The tea party was ready to rock at Rand Paul’s victory party in Bowling Green, Kentucky, on Tuesday, but there was none of the hostility that made so much news of late. I can confidently say that no heads were stomped in my presence. No, the night was all about joy in a decisive victory and the desire to take the country back from the neo-socialist claws of the Obama-Reid-Pelosi hydra.
The celebrants were a curious amalgam of old money and just plain old, traditional Republicans and esoteric Libertarians, middle-class youths and even a few hipsters. They were united by disgust at Washington, D.C., and a desire for “change,” which should sound awfully familiar to Democrats who were celebrating a similar victory just two years ago.
Many in the crowd were first-time volunteers like Charles and Mary Jordan, 70 and 68, from Barberville. “This didn’t seem the way the country was meant to be,” Charles said. He hopes Rand Paul will repeal health-care reform, and gut federal spending, though not for Social Security or Medicaid, which they use. He did say, however, he would forgo his cost-of-living increase if he could.
Obamacare served as a piñata for many in the crowd. Sherry Picket, a regional campaign chair for Paul, said the much-debated bill should be thrown out in the name of a smaller government and a balanced budget. “We don’t want government choosing our health-care plan,” she said. “This is America.”
The tea partiers and Republicans came together for Rand Paul, but what will happen next will test the coalition. For those of a more libertarian bent, there is the hope that Mr. Paul will go to Washington and somehow avoid becoming a politician.
Paul is honest, he speaks the truth, he is believable, I was told. Even his gaffes show that he is not a typical, slick pol. I asked attendees what they thought of Paul’s remarks on The Rachel Maddow Show that he believed a business has the right to discriminate on the basis of race. One of Paul’s defenders tonight on this was Osi Onyekwuluje, 48, from Bowling Green, who is black. He said the Maddow quote was little more than a “gotcha!” moment, and Paul was taken out of context.
The crowd roared as more and more good news came over the transom from Fox News. It became increasingly obvious that Paul was going to win handily. Jimmie Vaughan, brother of the late Stevie Ray, hit the stage with his band and tried to get some small-government mojo workin’, but after a few songs many in the crowd drifted back to the chafing dishes and cash bars.
A much bigger thrill for the attendees was Dr. Ron Paul, speaking via Skype, who kicked off the grand finale of the night’s festivities. Indicative of the crowd’s mindset, his biggest applause line came when he called for the audit of the Federal Reserve.

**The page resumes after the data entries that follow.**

//! Partlex classification engine.
//!
//! Converts one free-text parts description into a [`PartRecord`]:
//!
//! ```text
//! raw text ──► extractors (independent, pure) ──► resolver ──► aggregator ──► PartRecord
//! ```
//!
//! Extractors depend only on the input text and the read-only [`Lexicon`],
//! which makes batch classification embarrassingly parallel — see
//! [`Classifier::classify_batch`].
//!
//! ```
//! use partlex_engine::Classifier;
//!
//! let classifier = Classifier::with_defaults().unwrap();
//! let record = classifier.classify("פ.אויר מזדה 3 מ13");
//! assert_eq!(record.category.as_deref(), Some("Air Filter"));
//! ```

pub mod aggregate;
pub mod extract;
pub mod lexicon;
pub mod pipeline;
pub mod resolve;

pub use lexicon::{Axis, Lexicon, LexiconEntry};
pub use pipeline::Classifier;

pub use partlex_core::types::PartRecord;
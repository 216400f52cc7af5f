//! Lexicon store — static per-axis term tables.
//!
//! Loaded once at engine construction, read-only afterwards, safe for
//! unlimited concurrent readers. A duplicate source term within an axis is
//! a fatal startup error: the engine refuses to run with an inconsistent
//! lexicon rather than produce silently wrong classifications.

pub mod defaults;
pub mod store;
pub mod types;

pub use store::{Lexicon, TermMatch};
pub use types::{Axis, LexiconEntry};
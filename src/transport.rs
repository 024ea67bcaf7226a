use crate::record::BasicRecord;
use async_trait::async_trait;
use serde::{Deserialize, Serialize};

/// The probe RPC request (spec §6): sender's address, opaque metadata, and
/// the piggyback list produced by the Gossip Selector.
#[derive(Debug, Clone, Serialize, Deserialize)]
pub struct PingRequest {
    pub address: String,
    pub metadata: Option<Vec<u8>>,
    pub nodes: Vec<BasicRecord>,
}

/// The probe RPC response: an ack and the responder's own piggyback list.
#[derive(Debug, Clone, Serialize, Deserialize)]
pub struct PingResponse {
    pub ack: bool,
    pub nodes: Vec<BasicRecord>,
}

/// The boundary the core consumes and never implements concretely for
/// production use (spec §1's "out of scope: the transport"). Any
/// request/response channel that can carry a `PingRequest` to `target` and
/// bring back a `PingResponse` (or fail) satisfies this - stream socket,
/// datagram-with-ack, or in-process channel are all conforming.
#[async_trait]
pub trait Transport: Send + Sync {
    async fn send_ping(&self, target: &str, request: PingRequest) -> crate::error::Result<PingResponse>;
}

/// An in-process transport for running several nodes inside one test or one
/// demo process. Not a production transport - a stand-in so the scenarios in
/// spec §8 are exercisable without a real socket.
pub mod local {
    use super::*;
    use crate::error::CoreError;
    use crate::peer::PeerHandler;
    use std::collections::HashMap;
    use std::sync::Arc;
    use tokio::sync::RwLock;

    /// A shared in-process "network": a registry from address to the
    /// `PeerHandler` currently listening there.
    #[derive(Clone, Default)]
    pub struct LocalNetwork {
        routes: Arc<RwLock<HashMap<String, Arc<PeerHandler>>>>,
    }

    impl LocalNetwork {
        pub fn new() -> Self {
            Self::default()
        }

        pub async fn register(&self, address: impl Into<String>, handler: Arc<PeerHandler>) {
            self.routes.write().await.insert(address.into(), handler);
        }

        pub async fn unregister(&self, address: &str) {
            self.routes.write().await.remove(address);
        }
    }

    /// A `Transport` over a `LocalNetwork`: looks up the target's handler
    /// and calls it directly, as if it were the other end of a socket.
    pub struct LocalTransport {
        network: LocalNetwork,
    }

    impl LocalTransport {
        pub fn new(network: LocalNetwork) -> Self {
            Self { network }
        }
    }

    #[async_trait]
    impl Transport for LocalTransport {
        async fn send_ping(
            &self,
            target: &str,
            request: PingRequest,
        ) -> crate::error::Result<PingResponse> {
            let handler = { self.network.routes.read().await.get(target).cloned() };
            let handler = handler
                .ok_or_else(|| CoreError::Transport(format!("no route to {target}")))?;

            handler
                .handle(request)
                .await
                .ok_or_else(|| CoreError::Transport(format!("{target} refused connection")))
        }
    }

    #[cfg(test)]
    mod tests {
        use super::*;

        #[tokio::test]
        async fn dial_to_unregistered_address_is_a_transport_error() {
            let network = LocalNetwork::new();
            let transport = LocalTransport::new(network);
            let request = PingRequest {
                address: "a".into(),
                metadata: None,
                nodes: vec![],
            };
            assert!(transport.send_ping("nowhere:1", request).await.is_err());
        }
    }
}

Soon it was time for the main event. AC/DC’s “TNT” started to blast through the speakers as two of Paul’s sons strummed electric guitars onstage. Then, a little after 9 p.m., Paul took the stage, flanked by friends and family. The crowd let out a lusty cheer, easily the biggest of the night, as he cried out “I have a message! A message from the people of Kentucky that is loud and clear and does not mince words: We’ve come to take our government back!”
Paul’s speech itself was short, just over five minutes. In that time he did not acknowledge his vanquished foe, Democrat Jack Conway, but did find time to needle Barack Obama, saying that we must believe in ourselves and not believe that some benevolent leader in our nation’s capital will “save us from ourselves.”
We are in the midst of a debt crisis, and the American people want to know why we have to balance our budget, and they [in Washington] don't. I will ask them respectfully to deliberate upon this: Governments do not create jobs. Individual entrepreneurs, men and women, create jobs — but not the government.
To say the crowd was amped up would be an understatement. At one point, as Paul paused, a man shouted at the top of his lungs “Capitalism!” as if the very word alone was an answer.